Check every line of the entries for the string "matches" and return the ones that contain it.

Entries taken from a collection
- - - -

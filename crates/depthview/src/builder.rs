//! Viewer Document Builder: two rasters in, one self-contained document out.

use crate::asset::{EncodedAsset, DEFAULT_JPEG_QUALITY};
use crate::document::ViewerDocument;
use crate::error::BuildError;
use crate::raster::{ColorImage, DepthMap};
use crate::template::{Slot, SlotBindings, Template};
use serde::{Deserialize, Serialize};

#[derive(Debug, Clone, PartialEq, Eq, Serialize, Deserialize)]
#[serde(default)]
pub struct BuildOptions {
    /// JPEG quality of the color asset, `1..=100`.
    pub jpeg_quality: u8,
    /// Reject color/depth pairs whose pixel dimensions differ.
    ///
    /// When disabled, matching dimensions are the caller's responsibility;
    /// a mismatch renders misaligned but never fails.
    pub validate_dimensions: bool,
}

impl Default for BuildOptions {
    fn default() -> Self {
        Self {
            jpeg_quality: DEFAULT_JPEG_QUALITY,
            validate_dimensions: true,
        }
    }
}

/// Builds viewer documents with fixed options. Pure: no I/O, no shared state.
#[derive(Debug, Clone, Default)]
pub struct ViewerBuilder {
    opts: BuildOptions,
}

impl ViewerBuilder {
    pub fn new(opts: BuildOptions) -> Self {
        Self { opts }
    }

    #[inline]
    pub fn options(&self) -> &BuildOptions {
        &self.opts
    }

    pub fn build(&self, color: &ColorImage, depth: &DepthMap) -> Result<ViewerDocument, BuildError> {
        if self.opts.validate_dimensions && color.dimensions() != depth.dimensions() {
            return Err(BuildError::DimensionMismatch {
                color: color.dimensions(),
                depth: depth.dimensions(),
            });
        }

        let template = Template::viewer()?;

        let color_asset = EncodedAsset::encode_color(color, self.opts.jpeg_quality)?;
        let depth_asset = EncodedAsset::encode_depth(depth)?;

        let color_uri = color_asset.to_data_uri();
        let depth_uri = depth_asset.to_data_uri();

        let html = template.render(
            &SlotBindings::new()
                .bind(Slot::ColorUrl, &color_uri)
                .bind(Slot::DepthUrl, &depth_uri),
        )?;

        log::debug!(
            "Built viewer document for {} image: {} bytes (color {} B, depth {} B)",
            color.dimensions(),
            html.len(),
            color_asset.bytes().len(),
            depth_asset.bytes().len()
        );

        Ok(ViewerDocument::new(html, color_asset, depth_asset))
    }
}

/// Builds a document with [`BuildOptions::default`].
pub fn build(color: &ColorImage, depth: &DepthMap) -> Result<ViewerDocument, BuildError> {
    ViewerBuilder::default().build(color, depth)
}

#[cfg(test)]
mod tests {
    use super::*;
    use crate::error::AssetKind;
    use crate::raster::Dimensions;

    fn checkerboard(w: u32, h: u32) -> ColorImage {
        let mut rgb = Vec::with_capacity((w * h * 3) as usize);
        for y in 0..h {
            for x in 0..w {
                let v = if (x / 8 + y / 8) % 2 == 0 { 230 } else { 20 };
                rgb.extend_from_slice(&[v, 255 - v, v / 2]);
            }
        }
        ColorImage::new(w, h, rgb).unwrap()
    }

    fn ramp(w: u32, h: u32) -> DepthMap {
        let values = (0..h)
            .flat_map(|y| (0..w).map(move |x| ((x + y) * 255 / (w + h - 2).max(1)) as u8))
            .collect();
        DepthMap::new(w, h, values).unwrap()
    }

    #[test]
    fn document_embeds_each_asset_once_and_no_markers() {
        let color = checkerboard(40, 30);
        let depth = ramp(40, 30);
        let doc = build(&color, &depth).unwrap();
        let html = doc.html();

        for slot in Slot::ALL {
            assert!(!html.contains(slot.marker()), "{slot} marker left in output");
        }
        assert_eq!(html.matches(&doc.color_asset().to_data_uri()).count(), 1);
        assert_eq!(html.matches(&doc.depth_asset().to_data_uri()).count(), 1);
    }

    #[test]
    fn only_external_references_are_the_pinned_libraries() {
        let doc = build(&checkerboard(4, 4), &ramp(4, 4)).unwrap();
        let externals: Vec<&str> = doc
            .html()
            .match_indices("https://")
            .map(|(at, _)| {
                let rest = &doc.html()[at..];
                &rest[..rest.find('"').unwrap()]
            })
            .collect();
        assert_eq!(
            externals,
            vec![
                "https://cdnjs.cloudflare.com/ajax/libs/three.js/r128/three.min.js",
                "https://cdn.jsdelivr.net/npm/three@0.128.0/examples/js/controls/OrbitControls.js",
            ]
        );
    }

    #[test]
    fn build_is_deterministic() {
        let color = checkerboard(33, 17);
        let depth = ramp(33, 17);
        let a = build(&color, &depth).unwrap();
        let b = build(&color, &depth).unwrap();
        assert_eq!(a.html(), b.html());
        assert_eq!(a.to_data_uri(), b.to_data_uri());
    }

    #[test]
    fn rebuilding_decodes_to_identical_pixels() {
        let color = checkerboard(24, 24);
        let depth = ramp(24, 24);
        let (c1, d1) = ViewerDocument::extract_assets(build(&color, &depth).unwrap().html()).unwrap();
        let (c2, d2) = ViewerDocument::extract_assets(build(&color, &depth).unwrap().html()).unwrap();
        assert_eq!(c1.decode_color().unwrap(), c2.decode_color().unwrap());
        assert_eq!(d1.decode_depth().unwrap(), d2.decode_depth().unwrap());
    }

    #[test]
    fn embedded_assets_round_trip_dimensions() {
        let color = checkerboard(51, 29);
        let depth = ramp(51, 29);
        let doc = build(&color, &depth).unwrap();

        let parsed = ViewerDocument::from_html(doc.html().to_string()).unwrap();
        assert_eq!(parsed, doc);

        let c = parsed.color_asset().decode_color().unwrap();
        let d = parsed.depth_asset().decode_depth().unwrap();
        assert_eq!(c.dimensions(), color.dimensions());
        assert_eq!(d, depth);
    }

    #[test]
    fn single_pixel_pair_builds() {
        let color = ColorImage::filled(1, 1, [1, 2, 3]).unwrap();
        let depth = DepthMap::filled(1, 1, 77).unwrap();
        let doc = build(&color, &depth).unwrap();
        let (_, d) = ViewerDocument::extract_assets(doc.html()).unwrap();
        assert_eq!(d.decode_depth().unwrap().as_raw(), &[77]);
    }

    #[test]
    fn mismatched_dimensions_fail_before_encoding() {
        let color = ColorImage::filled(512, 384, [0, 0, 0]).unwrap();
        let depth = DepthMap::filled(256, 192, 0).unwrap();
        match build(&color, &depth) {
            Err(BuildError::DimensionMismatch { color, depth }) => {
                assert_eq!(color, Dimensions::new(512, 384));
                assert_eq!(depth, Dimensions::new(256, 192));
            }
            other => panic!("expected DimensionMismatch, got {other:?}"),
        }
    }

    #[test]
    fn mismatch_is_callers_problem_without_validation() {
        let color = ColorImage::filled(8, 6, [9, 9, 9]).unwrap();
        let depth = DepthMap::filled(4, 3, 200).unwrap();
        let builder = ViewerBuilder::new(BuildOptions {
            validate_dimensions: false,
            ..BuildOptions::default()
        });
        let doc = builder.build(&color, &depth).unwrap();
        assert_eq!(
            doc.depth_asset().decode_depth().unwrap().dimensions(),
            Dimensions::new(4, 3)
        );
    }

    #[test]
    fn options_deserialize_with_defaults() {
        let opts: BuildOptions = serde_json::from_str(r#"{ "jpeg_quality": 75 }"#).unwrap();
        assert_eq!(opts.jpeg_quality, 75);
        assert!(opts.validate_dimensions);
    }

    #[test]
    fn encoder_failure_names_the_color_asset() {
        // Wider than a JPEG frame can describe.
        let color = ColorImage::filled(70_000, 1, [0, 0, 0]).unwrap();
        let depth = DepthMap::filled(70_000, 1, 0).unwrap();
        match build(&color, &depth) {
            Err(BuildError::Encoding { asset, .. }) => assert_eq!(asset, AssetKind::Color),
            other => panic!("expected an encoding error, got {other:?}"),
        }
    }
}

- - - -

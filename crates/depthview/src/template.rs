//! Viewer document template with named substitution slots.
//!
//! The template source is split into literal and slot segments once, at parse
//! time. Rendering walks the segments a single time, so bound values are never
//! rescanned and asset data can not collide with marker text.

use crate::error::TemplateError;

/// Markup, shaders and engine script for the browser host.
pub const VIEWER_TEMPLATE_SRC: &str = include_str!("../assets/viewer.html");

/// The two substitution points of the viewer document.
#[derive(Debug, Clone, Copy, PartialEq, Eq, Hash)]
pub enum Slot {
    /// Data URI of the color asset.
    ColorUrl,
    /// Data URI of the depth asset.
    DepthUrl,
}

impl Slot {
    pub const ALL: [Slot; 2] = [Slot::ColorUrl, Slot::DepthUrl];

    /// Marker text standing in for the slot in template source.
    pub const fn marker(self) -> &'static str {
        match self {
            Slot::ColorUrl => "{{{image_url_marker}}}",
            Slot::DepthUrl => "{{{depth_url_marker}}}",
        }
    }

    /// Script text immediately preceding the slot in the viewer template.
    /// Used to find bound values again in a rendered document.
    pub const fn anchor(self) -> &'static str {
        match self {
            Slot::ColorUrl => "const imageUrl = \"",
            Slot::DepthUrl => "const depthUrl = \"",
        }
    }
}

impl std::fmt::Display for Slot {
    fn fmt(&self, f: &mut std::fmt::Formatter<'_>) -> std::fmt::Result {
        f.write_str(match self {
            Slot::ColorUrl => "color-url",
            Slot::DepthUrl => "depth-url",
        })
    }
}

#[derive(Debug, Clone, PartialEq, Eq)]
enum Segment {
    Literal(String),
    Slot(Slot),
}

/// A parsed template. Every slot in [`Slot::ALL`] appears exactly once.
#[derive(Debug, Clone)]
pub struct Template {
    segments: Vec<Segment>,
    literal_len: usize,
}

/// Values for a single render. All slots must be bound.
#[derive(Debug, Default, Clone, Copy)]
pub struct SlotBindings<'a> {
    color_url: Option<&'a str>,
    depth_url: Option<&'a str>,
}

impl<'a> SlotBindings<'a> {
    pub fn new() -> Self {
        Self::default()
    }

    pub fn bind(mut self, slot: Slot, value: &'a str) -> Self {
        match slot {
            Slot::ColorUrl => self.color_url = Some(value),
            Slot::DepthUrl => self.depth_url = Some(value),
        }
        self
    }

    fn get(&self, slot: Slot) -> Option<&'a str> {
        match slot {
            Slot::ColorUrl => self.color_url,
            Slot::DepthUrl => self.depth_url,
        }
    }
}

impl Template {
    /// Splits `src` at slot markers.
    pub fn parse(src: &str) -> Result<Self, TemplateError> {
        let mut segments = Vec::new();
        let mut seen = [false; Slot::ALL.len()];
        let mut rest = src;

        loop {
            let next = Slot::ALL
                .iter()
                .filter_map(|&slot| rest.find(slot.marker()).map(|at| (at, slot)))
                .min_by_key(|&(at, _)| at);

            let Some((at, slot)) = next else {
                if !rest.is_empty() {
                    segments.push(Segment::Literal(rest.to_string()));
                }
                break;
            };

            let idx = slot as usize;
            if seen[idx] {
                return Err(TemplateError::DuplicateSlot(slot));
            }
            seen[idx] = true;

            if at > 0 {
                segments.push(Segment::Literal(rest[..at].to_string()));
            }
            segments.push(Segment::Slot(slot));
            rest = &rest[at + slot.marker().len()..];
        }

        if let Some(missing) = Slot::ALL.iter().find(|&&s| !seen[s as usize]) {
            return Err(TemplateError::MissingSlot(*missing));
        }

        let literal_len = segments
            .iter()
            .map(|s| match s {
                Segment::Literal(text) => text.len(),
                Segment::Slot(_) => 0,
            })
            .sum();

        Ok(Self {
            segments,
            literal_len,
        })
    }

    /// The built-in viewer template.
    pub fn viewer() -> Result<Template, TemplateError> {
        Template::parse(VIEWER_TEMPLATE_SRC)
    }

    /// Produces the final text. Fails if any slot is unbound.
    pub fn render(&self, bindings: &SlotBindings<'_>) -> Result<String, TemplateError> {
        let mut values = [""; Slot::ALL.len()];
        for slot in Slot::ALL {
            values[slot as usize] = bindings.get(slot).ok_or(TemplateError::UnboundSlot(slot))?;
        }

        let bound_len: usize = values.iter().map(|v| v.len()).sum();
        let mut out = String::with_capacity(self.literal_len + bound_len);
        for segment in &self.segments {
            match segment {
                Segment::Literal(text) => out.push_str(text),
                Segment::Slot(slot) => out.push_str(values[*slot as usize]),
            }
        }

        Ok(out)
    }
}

- - - -

Exercise solution
        assert_eq!(html.matches(&doc.color_asset().to_data_uri()).count(), 1);
        assert_eq!(html.matches(&doc.depth_asset().to_data_uri()).count(), 1);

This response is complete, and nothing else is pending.